### Your objective
What are the lines of the listing below, word for word, from the first down to the one that contains "created or overwritten."?

##### Provided records

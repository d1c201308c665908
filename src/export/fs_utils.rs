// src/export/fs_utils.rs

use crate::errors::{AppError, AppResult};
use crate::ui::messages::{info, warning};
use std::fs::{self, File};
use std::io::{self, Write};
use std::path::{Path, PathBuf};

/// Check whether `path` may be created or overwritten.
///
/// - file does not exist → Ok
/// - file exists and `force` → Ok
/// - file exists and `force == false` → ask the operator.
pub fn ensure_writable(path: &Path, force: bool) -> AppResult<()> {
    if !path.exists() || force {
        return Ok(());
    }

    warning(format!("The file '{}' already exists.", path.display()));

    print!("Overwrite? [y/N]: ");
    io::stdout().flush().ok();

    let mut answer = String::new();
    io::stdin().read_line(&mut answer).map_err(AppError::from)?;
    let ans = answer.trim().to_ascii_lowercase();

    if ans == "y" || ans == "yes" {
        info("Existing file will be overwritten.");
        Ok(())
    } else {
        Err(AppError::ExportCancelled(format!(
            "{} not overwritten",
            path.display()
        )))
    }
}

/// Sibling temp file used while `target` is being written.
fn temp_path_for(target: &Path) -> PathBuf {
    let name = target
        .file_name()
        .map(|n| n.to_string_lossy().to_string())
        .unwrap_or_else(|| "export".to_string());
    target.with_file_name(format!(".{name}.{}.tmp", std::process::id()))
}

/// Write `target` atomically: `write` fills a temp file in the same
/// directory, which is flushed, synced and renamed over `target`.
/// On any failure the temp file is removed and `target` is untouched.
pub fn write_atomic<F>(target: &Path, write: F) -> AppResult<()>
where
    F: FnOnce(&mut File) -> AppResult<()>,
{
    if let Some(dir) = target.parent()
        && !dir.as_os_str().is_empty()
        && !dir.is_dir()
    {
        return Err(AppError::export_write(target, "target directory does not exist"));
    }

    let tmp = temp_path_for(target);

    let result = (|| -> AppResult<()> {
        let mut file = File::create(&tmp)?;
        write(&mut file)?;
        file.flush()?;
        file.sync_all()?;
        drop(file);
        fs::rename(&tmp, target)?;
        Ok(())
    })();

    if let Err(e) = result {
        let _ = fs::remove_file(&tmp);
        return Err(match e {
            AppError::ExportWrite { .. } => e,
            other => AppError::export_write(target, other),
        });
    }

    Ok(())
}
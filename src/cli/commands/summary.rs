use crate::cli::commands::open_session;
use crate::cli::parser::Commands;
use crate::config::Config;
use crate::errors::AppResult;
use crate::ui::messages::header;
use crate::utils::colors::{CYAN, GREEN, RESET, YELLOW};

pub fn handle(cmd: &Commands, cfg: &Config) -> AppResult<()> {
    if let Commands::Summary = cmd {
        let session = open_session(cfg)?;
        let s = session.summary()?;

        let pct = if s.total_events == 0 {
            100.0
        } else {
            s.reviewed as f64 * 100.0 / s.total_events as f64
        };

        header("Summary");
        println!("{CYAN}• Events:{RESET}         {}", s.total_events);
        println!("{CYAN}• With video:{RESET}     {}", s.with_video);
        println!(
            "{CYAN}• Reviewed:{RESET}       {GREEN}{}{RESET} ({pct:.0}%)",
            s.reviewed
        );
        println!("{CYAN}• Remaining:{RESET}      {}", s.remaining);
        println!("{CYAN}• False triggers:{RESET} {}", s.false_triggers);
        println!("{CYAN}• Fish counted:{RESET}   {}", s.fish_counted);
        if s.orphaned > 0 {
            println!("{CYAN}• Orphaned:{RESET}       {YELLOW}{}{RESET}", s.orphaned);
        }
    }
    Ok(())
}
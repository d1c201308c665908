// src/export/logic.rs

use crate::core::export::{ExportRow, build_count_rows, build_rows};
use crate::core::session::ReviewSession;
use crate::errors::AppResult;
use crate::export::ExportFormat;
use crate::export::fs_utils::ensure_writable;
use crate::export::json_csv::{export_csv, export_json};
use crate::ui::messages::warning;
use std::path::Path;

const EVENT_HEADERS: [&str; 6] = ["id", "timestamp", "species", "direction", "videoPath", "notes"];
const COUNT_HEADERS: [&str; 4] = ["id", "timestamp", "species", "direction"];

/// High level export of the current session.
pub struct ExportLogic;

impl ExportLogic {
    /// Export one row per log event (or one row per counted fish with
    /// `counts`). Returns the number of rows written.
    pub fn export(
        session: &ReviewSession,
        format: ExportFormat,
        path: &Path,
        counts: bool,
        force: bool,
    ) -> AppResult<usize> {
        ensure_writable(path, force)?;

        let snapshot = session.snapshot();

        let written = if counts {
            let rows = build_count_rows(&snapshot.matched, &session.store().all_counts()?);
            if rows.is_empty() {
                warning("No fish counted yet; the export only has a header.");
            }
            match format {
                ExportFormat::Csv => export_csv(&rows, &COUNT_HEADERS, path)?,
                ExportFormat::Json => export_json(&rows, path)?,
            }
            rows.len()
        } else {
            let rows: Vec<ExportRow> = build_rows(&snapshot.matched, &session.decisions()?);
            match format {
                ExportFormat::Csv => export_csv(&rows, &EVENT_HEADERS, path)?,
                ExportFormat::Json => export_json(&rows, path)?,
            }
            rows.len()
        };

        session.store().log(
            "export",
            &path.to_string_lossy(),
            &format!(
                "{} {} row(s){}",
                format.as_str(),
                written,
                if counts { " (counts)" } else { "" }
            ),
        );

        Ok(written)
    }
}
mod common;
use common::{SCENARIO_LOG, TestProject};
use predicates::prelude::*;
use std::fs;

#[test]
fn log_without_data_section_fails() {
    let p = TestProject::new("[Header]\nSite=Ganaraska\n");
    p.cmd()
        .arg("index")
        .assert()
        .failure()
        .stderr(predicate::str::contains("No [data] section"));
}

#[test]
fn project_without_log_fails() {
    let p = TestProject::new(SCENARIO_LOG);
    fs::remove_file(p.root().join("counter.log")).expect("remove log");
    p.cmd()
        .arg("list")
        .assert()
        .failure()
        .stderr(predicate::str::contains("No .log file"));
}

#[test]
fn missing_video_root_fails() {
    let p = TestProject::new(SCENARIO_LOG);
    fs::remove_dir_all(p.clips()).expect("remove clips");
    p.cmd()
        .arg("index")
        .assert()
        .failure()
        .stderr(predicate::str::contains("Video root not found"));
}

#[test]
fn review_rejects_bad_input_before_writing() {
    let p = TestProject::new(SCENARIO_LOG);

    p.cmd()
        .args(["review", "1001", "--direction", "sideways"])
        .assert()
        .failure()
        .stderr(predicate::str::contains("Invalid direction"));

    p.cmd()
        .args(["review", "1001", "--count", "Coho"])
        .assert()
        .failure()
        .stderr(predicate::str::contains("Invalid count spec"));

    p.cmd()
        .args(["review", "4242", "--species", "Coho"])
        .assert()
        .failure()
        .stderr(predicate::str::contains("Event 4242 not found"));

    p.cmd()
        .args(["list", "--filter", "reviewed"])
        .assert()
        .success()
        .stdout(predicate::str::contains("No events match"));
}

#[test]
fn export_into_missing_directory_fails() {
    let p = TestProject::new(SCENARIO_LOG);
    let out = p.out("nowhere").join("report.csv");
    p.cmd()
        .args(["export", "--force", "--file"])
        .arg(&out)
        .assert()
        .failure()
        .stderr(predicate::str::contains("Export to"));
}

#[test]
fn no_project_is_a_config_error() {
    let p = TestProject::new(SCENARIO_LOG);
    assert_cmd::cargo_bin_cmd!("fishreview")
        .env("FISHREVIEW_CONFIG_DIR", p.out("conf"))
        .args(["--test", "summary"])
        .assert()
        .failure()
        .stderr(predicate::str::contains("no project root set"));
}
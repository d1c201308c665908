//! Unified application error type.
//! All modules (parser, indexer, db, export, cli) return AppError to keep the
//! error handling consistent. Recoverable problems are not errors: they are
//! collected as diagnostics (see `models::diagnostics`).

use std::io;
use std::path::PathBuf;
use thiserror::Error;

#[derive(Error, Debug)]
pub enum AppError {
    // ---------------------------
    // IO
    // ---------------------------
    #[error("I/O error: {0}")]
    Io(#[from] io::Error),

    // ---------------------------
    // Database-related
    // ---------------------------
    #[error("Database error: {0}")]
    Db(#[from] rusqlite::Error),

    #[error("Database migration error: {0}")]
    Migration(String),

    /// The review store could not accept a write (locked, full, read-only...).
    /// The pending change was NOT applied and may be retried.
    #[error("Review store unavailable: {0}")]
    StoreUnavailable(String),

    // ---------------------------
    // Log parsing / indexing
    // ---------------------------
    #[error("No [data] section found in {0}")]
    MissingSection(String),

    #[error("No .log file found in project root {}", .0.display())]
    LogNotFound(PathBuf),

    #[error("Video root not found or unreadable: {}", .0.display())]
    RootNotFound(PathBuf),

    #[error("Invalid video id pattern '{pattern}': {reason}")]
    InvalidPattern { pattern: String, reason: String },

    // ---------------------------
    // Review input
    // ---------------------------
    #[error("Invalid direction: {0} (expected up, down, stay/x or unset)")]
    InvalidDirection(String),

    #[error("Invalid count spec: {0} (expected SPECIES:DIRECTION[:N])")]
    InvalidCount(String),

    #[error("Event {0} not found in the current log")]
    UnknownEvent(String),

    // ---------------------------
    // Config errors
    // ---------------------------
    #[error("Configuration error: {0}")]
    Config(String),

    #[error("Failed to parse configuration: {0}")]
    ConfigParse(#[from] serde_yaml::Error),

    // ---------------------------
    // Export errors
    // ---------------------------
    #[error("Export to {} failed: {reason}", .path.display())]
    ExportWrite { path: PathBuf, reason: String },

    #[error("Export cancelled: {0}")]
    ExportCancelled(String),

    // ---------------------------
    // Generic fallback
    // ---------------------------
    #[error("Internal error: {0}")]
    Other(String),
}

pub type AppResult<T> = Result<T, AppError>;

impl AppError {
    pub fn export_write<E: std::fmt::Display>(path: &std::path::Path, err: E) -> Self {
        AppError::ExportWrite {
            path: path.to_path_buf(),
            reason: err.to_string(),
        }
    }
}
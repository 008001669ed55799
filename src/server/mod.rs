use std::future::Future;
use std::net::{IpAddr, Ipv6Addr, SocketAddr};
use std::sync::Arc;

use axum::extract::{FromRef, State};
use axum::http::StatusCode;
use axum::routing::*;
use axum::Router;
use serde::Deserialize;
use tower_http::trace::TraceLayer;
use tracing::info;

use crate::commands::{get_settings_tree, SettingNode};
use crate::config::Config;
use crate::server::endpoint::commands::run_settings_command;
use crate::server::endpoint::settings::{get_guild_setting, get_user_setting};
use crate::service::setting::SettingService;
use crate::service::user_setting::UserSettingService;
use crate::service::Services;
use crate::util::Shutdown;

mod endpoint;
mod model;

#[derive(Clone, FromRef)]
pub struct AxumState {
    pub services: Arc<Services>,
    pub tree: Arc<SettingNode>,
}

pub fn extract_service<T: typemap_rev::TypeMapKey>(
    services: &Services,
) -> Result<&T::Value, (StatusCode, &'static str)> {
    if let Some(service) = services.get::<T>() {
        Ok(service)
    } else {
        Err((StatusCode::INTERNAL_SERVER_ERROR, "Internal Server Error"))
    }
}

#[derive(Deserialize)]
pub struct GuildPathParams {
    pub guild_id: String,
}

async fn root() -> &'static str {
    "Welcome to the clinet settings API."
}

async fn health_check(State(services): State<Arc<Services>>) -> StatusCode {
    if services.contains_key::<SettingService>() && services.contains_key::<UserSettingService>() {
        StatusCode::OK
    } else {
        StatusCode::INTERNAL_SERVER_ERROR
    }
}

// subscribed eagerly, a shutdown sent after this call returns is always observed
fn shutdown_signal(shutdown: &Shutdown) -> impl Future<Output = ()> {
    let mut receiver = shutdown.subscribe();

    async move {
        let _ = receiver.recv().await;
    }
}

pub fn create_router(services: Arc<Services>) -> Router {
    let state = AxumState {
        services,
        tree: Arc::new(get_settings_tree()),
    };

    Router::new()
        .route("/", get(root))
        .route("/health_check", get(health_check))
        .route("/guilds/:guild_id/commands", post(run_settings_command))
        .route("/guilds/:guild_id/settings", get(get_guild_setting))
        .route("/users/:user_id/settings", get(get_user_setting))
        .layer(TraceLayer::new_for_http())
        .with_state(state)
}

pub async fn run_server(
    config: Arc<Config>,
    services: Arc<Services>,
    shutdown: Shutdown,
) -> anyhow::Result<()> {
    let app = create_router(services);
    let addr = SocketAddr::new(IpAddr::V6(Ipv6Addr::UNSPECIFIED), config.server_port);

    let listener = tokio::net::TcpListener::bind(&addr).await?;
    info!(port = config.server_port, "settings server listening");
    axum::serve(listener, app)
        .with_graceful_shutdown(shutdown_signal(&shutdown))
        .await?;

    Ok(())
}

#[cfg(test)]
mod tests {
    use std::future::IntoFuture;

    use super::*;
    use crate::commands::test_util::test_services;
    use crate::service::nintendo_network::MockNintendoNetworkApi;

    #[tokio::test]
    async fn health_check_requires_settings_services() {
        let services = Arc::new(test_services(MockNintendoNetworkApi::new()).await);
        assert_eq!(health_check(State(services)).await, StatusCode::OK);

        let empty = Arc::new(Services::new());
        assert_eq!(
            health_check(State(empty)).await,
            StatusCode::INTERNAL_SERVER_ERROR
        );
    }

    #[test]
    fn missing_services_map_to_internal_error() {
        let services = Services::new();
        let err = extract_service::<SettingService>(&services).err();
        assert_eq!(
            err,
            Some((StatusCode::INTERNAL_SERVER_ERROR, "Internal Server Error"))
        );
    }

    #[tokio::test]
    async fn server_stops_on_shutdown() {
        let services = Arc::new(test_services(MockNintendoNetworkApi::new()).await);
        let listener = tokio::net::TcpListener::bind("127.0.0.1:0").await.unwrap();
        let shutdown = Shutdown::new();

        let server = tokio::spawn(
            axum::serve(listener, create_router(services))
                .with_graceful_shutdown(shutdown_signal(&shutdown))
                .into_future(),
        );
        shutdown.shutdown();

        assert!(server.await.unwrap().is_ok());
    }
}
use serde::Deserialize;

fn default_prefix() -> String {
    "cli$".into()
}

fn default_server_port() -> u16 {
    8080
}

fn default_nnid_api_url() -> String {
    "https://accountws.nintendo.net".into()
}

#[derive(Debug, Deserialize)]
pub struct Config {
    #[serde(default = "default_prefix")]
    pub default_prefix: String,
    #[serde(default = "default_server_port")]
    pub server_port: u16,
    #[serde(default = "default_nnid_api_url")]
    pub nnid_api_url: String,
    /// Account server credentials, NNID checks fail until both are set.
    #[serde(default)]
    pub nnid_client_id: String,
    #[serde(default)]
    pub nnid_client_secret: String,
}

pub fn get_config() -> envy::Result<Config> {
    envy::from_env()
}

##########

### Reply
repository d1c201308c665908
filename src/export/fs_utils.rs
// src/export/fs_utils.rs

use crate::errors::{AppError, AppResult};
use crate::ui::messages::{info, warning};
use std::fs::{self, File};
use std::io::{self, Write};
use std::path::{Path, PathBuf};

/// Check whether `path` may be created or overwritten.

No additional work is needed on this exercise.